*** Provided records ***
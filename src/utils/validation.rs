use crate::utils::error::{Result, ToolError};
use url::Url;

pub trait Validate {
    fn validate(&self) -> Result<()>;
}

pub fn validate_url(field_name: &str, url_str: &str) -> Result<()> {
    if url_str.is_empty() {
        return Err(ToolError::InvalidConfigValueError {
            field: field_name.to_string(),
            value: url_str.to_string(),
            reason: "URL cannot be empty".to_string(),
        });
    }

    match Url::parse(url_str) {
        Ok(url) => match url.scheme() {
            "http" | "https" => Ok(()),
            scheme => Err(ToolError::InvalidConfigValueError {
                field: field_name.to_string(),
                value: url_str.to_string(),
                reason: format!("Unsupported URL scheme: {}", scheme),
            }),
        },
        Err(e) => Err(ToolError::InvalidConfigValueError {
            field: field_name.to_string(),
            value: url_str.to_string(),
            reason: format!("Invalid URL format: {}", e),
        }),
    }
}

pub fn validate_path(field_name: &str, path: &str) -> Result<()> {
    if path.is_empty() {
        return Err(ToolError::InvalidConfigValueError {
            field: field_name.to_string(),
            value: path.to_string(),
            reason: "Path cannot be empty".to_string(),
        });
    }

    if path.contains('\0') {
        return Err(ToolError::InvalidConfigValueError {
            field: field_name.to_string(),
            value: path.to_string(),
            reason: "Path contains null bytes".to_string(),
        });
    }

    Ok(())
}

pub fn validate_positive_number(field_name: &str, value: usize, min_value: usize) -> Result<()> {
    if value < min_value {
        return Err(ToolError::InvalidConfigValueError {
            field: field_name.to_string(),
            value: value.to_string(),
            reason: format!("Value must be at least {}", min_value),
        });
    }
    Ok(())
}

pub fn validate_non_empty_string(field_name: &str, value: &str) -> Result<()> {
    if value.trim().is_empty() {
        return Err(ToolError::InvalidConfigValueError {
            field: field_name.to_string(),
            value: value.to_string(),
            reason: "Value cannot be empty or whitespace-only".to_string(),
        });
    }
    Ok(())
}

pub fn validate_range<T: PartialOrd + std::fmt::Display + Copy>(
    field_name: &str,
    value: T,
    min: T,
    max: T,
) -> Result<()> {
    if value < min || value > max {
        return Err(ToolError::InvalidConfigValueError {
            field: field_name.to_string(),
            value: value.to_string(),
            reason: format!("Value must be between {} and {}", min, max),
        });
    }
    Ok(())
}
*** End of Provided records ***
• Task:
Among the lines of the data, identify those with the word "scheme". Copy each of them.

• Output for this exercise:
        Ok(url) => match url.scheme() {
            scheme => Err(ToolError::InvalidConfigValueError {
                reason: format!("Unsupported URL scheme: {}", scheme),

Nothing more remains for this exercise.